Whilst we await the outcome of the appeal in ENRC, there has been an important Court of Appeal decision relevant to HSE investigations in the case of R v Jukes [25.01.2018] which further confirms the unavailability of legal privilege for witness statements during the course of internal investigations.

Background

In Jukes, an employee convicted of health and safety breaches appealed his conviction on the ground that the evidence relied upon by the prosecution was inadmissible.

Mr Jukes was the transport and operations manager for Gaskell NW Limited (the Company). Both the Company and its Managing Director had pleaded guilty to health and safety offences stemming from a tragic incident where an employee was fatally injured in a baling machine.

Mr Jukes denied that he had responsibility for health and safety at the premises and stated that he was unaware of the guard on the baling machine being bypassed or that there was any risk an employee might access the chamber whilst it was live.

During the proceedings, the prosecution produced a statement that Mr Jukes had given to his employer’s solicitors in which he stated that he had taken over responsibility for health and safety when another employee left the Company. Mr Jukes denied the accuracy of the statement and submitted that it was protected by legal privilege and could not be relied upon by the prosecution because it was inadmissible.

Court of Appeal

The Court of Appeal rejected this submission and concluded that Mr Jukes’ claim of privilege failed at the first hurdle because his statement was not privileged at all. However, even if it were privileged, Mr Jukes’ submission that the privilege was his was misconceived. The privilege was that of the Company.

In reaching that decision the court gave support to the ENRC case by indicating that Mr Jukes prepared his statement at a time when matters were still at the investigatory stage when no prosecution decision had been made and, on that basis, identified that: "The reasonable contemplation of a criminal investigation does not necessarily equate to the reasonable contemplation of a prosecution.".

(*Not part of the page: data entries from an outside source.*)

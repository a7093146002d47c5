//! Error types shared across the engine.

use thiserror::Error;

/// Errors reported by a storage area
#[derive(Error, Debug, Clone, PartialEq)]
pub enum StorageError {
    #[error("Storage backend error: {0}")]
    Backend(String),

    #[error("Failed to (de)serialize stored value for '{key}': {message}")]
    Serialization { key: String, message: String },
}

/// Errors reported by the browser tab APIs
#[derive(Error, Debug, Clone, PartialEq)]
pub enum BrowserError {
    #[error("Browser API call '{call}' failed: {message}")]
    Api { call: &'static str, message: String },
}

/// Rejections from validated settings setters
#[derive(Error, Debug, Clone, PartialEq)]
pub enum SettingsError {
    #[error("Unknown setting '{0}'")]
    UnknownKey(String),

    #[error("{key} must be a whole number, got {value}")]
    NotAnInteger { key: &'static str, value: String },

    #[error("{key} must be between {min} and {max}, got {value}")]
    OutOfRange { key: &'static str, min: i64, max: i64, value: i64 },

    #[error("{key} must be at least {min}, got {value}")]
    TooSmall { key: &'static str, min: i64, value: i64 },

    #[error("Invalid value for {key}: {message}")]
    InvalidValue { key: &'static str, message: String },

    #[error(transparent)]
    Storage(#[from] StorageError),
}

/// Failures while importing a backup
#[derive(Error, Debug)]
pub enum ImportError {
    #[error("Invalid backup: {0}")]
    InvalidBackup(String),

    #[error("Failed to parse backup JSON: {0}")]
    Parse(#[from] serde_json::Error),

    #[error(transparent)]
    Storage(#[from] StorageError),
}

/// Umbrella error for engine operations
#[derive(Error, Debug)]
pub enum WranglerError {
    #[error(transparent)]
    Storage(#[from] StorageError),

    #[error(transparent)]
    Browser(#[from] BrowserError),

    #[error(transparent)]
    Settings(#[from] SettingsError),

    #[error(transparent)]
    Import(#[from] ImportError),
}

pub type Result<T, E = WranglerError> = std::result::Result<T, E>;
/// The per-context `TabManager` shared by the `#[wasm_bindgen]` entry points
use std::cell::RefCell;
use std::fmt::Display;
use std::rc::Rc;

use wasm_bindgen::prelude::*;

use crate::chrome::{ChromeBrowser, ChromeStorage};
use crate::tab_manager::TabManager;

pub type ChromeTabManager = TabManager<ChromeBrowser, ChromeStorage, ChromeStorage>;

thread_local! {
    static MANAGER: RefCell<Option<Rc<ChromeTabManager>>> = const { RefCell::new(None) };
}

/// Build this context's manager on first use
pub fn install() -> Rc<ChromeTabManager> {
    MANAGER.with(|manager| {
        manager
            .borrow_mut()
            .get_or_insert_with(|| {
                Rc::new(TabManager::new(
                    ChromeBrowser,
                    ChromeStorage::local(),
                    ChromeStorage::sync(),
                ))
            })
            .clone()
    })
}

pub fn current() -> Result<Rc<ChromeTabManager>, JsValue> {
    MANAGER
        .with(|manager| manager.borrow().clone())
        .ok_or_else(|| JsValue::from_str("Tab Wrangler is not initialized in this context"))
}

pub fn js_err(e: impl Display) -> JsValue {
    JsValue::from_str(&e.to_string())
}
/// Storage areas and the lock-guarded persistence layer
///
/// `StorageArea` mirrors `chrome.storage.local` / `chrome.storage.sync`:
/// async get/set/remove over JSON values. `Store` wraps an area with a
/// `LockManager` so every read-modify-write is serialized per key.
use std::cell::RefCell;
use std::collections::HashMap;
use std::rc::Rc;

use serde::de::DeserializeOwned;
use serde::{Deserialize, Serialize};
use serde_json::{Map, Value};

use crate::error::StorageError;
use crate::lock::LockManager;
use crate::tab_data::{IndexedTab, Tab};

pub const SAVED_TABS_KEY: &str = "savedTabs";
pub const TOTAL_TABS_REMOVED_KEY: &str = "totalTabsRemoved";
pub const TOTAL_TABS_UNWRANGLED_KEY: &str = "totalTabsUnwrangled";
pub const TOTAL_TABS_WRANGLED_KEY: &str = "totalTabsWrangled";
pub const TAB_TIMES_KEY: &str = "tabTimes";

/// Lock name guarding the saved list and its counters
const LOCAL_STATE_LOCK: &str = "persist:localState";

/// Soft budget for the serialized size of one saved tab
pub const AVERAGE_SAVED_TAB_BYTES: usize = 600;

pub type StorageItems = Map<String, Value>;

/// One key's change, as delivered by `chrome.storage.onChanged`
#[derive(Debug, Clone, PartialEq, Serialize, Deserialize)]
#[serde(rename_all = "camelCase")]
pub struct StorageChange {
    #[serde(default, skip_serializing_if = "Option::is_none")]
    pub old_value: Option<Value>,
    #[serde(default, skip_serializing_if = "Option::is_none")]
    pub new_value: Option<Value>,
}

pub type StorageChanges = HashMap<String, StorageChange>;

/// An async key-value storage area
#[allow(async_fn_in_trait)]
pub trait StorageArea {
    /// Fetch the given keys; absent keys are omitted from the result
    async fn get(&self, keys: &[&str]) -> Result<StorageItems, StorageError>;

    /// Write all items in one call
    async fn set(&self, items: StorageItems) -> Result<(), StorageError>;

    async fn remove(&self, keys: &[&str]) -> Result<(), StorageError>;
}

type ChangeListener = Rc<dyn Fn(&StorageChanges)>;

#[derive(Default)]
struct MemoryInner {
    items: StorageItems,
    writes: usize,
    fail_with: Option<String>,
    listeners: Vec<ChangeListener>,
}

/// In-process storage area
///
/// Clones share the same items, so two `Store`s built from clones behave like
/// two execution contexts over one browser storage area.
#[derive(Clone, Default)]
pub struct MemoryStorage {
    inner: Rc<RefCell<MemoryInner>>,
}

impl MemoryStorage {
    pub fn new() -> Self {
        Self::default()
    }

    /// Register a listener for change notifications after each write
    pub fn on_changed(&self, listener: impl Fn(&StorageChanges) + 'static) {
        self.inner.borrow_mut().listeners.push(Rc::new(listener));
    }

    /// Number of `set`/`remove` calls that reached the area
    pub fn write_count(&self) -> usize {
        self.inner.borrow().writes
    }

    /// Make every following call fail with `message`, or succeed again with `None`
    pub fn set_failure(&self, message: Option<&str>) {
        self.inner.borrow_mut().fail_with = message.map(str::to_string);
    }

    fn check_failure(&self) -> Result<(), StorageError> {
        match &self.inner.borrow().fail_with {
            Some(message) => Err(StorageError::Backend(message.clone())),
            None => Ok(()),
        }
    }

    fn notify(&self, changes: StorageChanges) {
        if changes.is_empty() {
            return;
        }
        // Listeners may read the area again; release the borrow first
        let listeners = self.inner.borrow().listeners.clone();
        for listener in listeners {
            listener(&changes);
        }
    }
}

impl StorageArea for MemoryStorage {
    async fn get(&self, keys: &[&str]) -> Result<StorageItems, StorageError> {
        self.check_failure()?;
        let inner = self.inner.borrow();
        Ok(keys
            .iter()
            .filter_map(|key| inner.items.get(*key).map(|value| (key.to_string(), value.clone())))
            .collect())
    }

    async fn set(&self, items: StorageItems) -> Result<(), StorageError> {
        self.check_failure()?;
        let mut changes = StorageChanges::new();
        {
            let mut inner = self.inner.borrow_mut();
            inner.writes += 1;
            for (key, value) in items {
                let old_value = inner.items.insert(key.clone(), value.clone());
                if old_value.as_ref() != Some(&value) {
                    changes.insert(key, StorageChange { old_value, new_value: Some(value) });
                }
            }
        }
        self.notify(changes);
        Ok(())
    }

    async fn remove(&self, keys: &[&str]) -> Result<(), StorageError> {
        self.check_failure()?;
        let mut changes = StorageChanges::new();
        {
            let mut inner = self.inner.borrow_mut();
            inner.writes += 1;
            for key in keys {
                if let Some(old_value) = inner.items.remove(*key) {
                    changes.insert(key.to_string(), StorageChange { old_value: Some(old_value), new_value: None });
                }
            }
        }
        self.notify(changes);
        Ok(())
    }
}

/// Saved list plus counters, persisted together in the local area
#[derive(Debug, Clone, Default, PartialEq, Serialize, Deserialize)]
#[serde(rename_all = "camelCase")]
pub struct LocalState {
    #[serde(default)]
    pub saved_tabs: Vec<Tab>,
    #[serde(default)]
    pub total_tabs_removed: u64,
    #[serde(default)]
    pub total_tabs_unwrangled: u64,
    #[serde(default)]
    pub total_tabs_wrangled: u64,
}

impl LocalState {
    pub const KEYS: [&'static str; 4] = [
        SAVED_TABS_KEY,
        TOTAL_TABS_REMOVED_KEY,
        TOTAL_TABS_UNWRANGLED_KEY,
        TOTAL_TABS_WRANGLED_KEY,
    ];

    pub fn new() -> Self {
        Self::default()
    }

    /// Remove every saved entry matching one of `tabs`
    ///
    /// Returns the removed entries with the positions they held, so
    /// `insert_at_indices` can put them back.
    pub fn remove_saved_tabs(&mut self, tabs: &[Tab]) -> Vec<IndexedTab> {
        let (removed, kept): (Vec<_>, Vec<_>) = std::mem::take(&mut self.saved_tabs)
            .into_iter()
            .enumerate()
            .partition(|(_, saved)| tabs.iter().any(|tab| tab.same_saved_tab(saved)));
        self.saved_tabs = kept.into_iter().map(|(_, tab)| tab).collect();
        removed
            .into_iter()
            .map(|(index, tab)| IndexedTab { index, tab })
            .collect()
    }

    /// Drop the oldest entries beyond `max_tabs`
    pub fn trim(&mut self, max_tabs: usize) {
        self.saved_tabs.truncate(max_tabs);
    }

    pub fn from_items(items: StorageItems) -> Result<Self, StorageError> {
        serde_json::from_value(Value::Object(items)).map_err(|e| StorageError::Serialization {
            key: SAVED_TABS_KEY.to_string(),
            message: e.to_string(),
        })
    }

    pub fn to_items(&self) -> Result<StorageItems, StorageError> {
        match serde_json::to_value(self) {
            Ok(Value::Object(items)) => Ok(items),
            Ok(other) => Err(StorageError::Serialization {
                key: SAVED_TABS_KEY.to_string(),
                message: format!("expected an object, got {other}"),
            }),
            Err(e) => Err(StorageError::Serialization {
                key: SAVED_TABS_KEY.to_string(),
                message: e.to_string(),
            }),
        }
    }
}

/// Average serialized size of the saved tabs, in bytes
pub fn average_saved_tab_bytes(tabs: &[Tab]) -> usize {
    if tabs.is_empty() {
        return 0;
    }
    let total: usize = tabs
        .iter()
        .filter_map(|tab| serde_json::to_string(tab).ok())
        .map(|json| json.len())
        .sum();
    total / tabs.len()
}

/// Lock-guarded persistence over one storage area
pub struct Store<S> {
    area: S,
    locks: LockManager,
}

impl<S: StorageArea> Store<S> {
    pub fn new(area: S) -> Self {
        Store {
            area,
            locks: LockManager::new(),
        }
    }

    pub async fn load_state(&self) -> Result<LocalState, StorageError> {
        let items = self.area.get(&LocalState::KEYS).await?;
        LocalState::from_items(items)
    }

    /// Read the saved list and counters, apply `mutate`, and write them back in one `set`
    pub async fn mutate_state<F, T>(&self, mutate: F) -> Result<T, StorageError>
    where
        F: FnOnce(&mut LocalState) -> T,
    {
        self.locks
            .acquire(LOCAL_STATE_LOCK, || async {
                let mut state = self.load_state().await?;
                let result = mutate(&mut state);
                self.area.set(state.to_items()?).await?;
                Ok::<T, StorageError>(result)
            })
            .await
    }

    /// Overwrite the saved list and counters with a fully built state
    pub async fn replace_state(&self, state: &LocalState) -> Result<(), StorageError> {
        let items = state.to_items()?;
        self.locks
            .acquire(LOCAL_STATE_LOCK, || self.area.set(items))
            .await
    }

    pub async fn get_value<T: DeserializeOwned>(&self, key: &str) -> Result<Option<T>, StorageError> {
        let mut items = self.area.get(&[key]).await?;
        match items.remove(key) {
            Some(value) => serde_json::from_value(value)
                .map(Some)
                .map_err(|e| StorageError::Serialization {
                    key: key.to_string(),
                    message: e.to_string(),
                }),
            None => Ok(None),
        }
    }

    /// Locked read-modify-write of a single key, starting from `T::default()` when absent
    pub async fn mutate_value<T, F, R>(&self, key: &str, mutate: F) -> Result<R, StorageError>
    where
        T: DeserializeOwned + Serialize + Default,
        F: FnOnce(&mut T) -> R,
    {
        self.locks
            .acquire(key, || async {
                let mut value: T = self.get_value(key).await?.unwrap_or_default();
                let result = mutate(&mut value);
                let json = serde_json::to_value(&value).map_err(|e| StorageError::Serialization {
                    key: key.to_string(),
                    message: e.to_string(),
                })?;
                let mut items = StorageItems::new();
                items.insert(key.to_string(), json);
                self.area.set(items).await?;
                Ok::<R, StorageError>(result)
            })
            .await
    }
}

#[cfg(test)]
mod tests {
    use super::*;
    use futures::executor::block_on;
    use serde_json::json;

    fn saved_tab(id: i32, url: &str, closed_at: i64) -> Tab {
        let mut tab = Tab::new(id, url, "Saved");
        tab.closed_at = Some(closed_at);
        tab
    }

    #[test]
    fn test_local_state_new() {
        let state = LocalState::new();
        assert!(state.saved_tabs.is_empty());
        assert_eq!(state.total_tabs_wrangled, 0);
    }

    #[test]
    fn test_remove_saved_tabs() {
        let mut state = LocalState::new();
        state.saved_tabs = vec![
            saved_tab(1, "https://a.com", 3),
            saved_tab(2, "https://b.com", 2),
            saved_tab(3, "https://c.com", 1),
        ];

        let removed = state.remove_saved_tabs(&[saved_tab(2, "https://b.com", 2)]);

        assert_eq!(removed.len(), 1);
        assert_eq!(removed[0].index, 1);
        assert_eq!(state.saved_tabs.len(), 2);
        assert_eq!(state.saved_tabs[1].url, "https://c.com");
    }

    #[test]
    fn test_remove_nonexistent_saved_tab() {
        let mut state = LocalState::new();
        state.saved_tabs = vec![saved_tab(1, "https://a.com", 3)];

        let removed = state.remove_saved_tabs(&[saved_tab(1, "https://a.com", 4)]);

        assert!(removed.is_empty());
        assert_eq!(state.saved_tabs.len(), 1);
    }

    #[test]
    fn test_local_state_items_use_storage_keys() {
        let mut state = LocalState::new();
        state.total_tabs_wrangled = 7;
        let items = state.to_items().unwrap();

        for key in LocalState::KEYS {
            assert!(items.contains_key(key), "missing {key}");
        }
        assert_eq!(items[TOTAL_TABS_WRANGLED_KEY], json!(7));
    }

    #[test]
    fn test_mutate_state_writes_once() {
        let area = MemoryStorage::new();
        let store = Store::new(area.clone());

        let count = block_on(store.mutate_state(|state| {
            state.saved_tabs.push(saved_tab(1, "https://a.com", 1));
            state.total_tabs_wrangled += 1;
            state.saved_tabs.len()
        }))
        .unwrap();

        assert_eq!(count, 1);
        assert_eq!(area.write_count(), 1);
        let reloaded = block_on(store.load_state()).unwrap();
        assert_eq!(reloaded.total_tabs_wrangled, 1);
        assert_eq!(reloaded.saved_tabs[0].url, "https://a.com");
    }

    #[test]
    fn test_mutate_value_defaults_when_absent() {
        let store = Store::new(MemoryStorage::new());

        block_on(store.mutate_value(TAB_TIMES_KEY, |times: &mut HashMap<i32, i64>| {
            times.insert(9, 1000);
        }))
        .unwrap();

        let times: HashMap<i32, i64> = block_on(store.get_value(TAB_TIMES_KEY)).unwrap().unwrap();
        assert_eq!(times.get(&9), Some(&1000));
    }

    #[test]
    fn test_backend_failure_rejects() {
        let area = MemoryStorage::new();
        area.set_failure(Some("QUOTA_BYTES quota exceeded"));
        let store = Store::new(area.clone());

        let result = block_on(store.mutate_state(|state| state.total_tabs_removed += 1));

        assert_eq!(result, Err(StorageError::Backend("QUOTA_BYTES quota exceeded".to_string())));
        assert_eq!(area.write_count(), 0);
    }

    #[test]
    fn test_change_listener_sees_old_and_new() {
        let area = MemoryStorage::new();
        let seen = Rc::new(RefCell::new(Vec::new()));
        let sink = seen.clone();
        area.on_changed(move |changes| {
            let mut keys: Vec<String> = changes.keys().cloned().collect();
            keys.sort();
            sink.borrow_mut().extend(keys);
        });

        let mut items = StorageItems::new();
        items.insert("paused".to_string(), json!(true));
        block_on(area.set(items.clone())).unwrap();
        // Same value again produces no change event
        block_on(area.set(items)).unwrap();
        block_on(area.remove(&["paused"])).unwrap();

        assert_eq!(*seen.borrow(), vec!["paused".to_string(), "paused".to_string()]);
    }

    #[test]
    fn test_average_saved_tab_bytes() {
        assert_eq!(average_saved_tab_bytes(&[]), 0);
        let tabs = vec![saved_tab(1, "https://a.com", 1)];
        let expected = serde_json::to_string(&tabs[0]).unwrap().len();
        assert_eq!(average_saved_tab_bytes(&tabs), expected);
    }
}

Mr Jukes’ sentence of nine months’ imprisonment was therefore upheld.

Comment

This case further emphasises the circumstances in which legal privilege may not apply following an incident. It is therefore essential that caution is exercised during the early stages of an investigation in relation to the creation of documents and to be aware that only documents that are truly privileged may be protected from disclosure and use by a prosecutor.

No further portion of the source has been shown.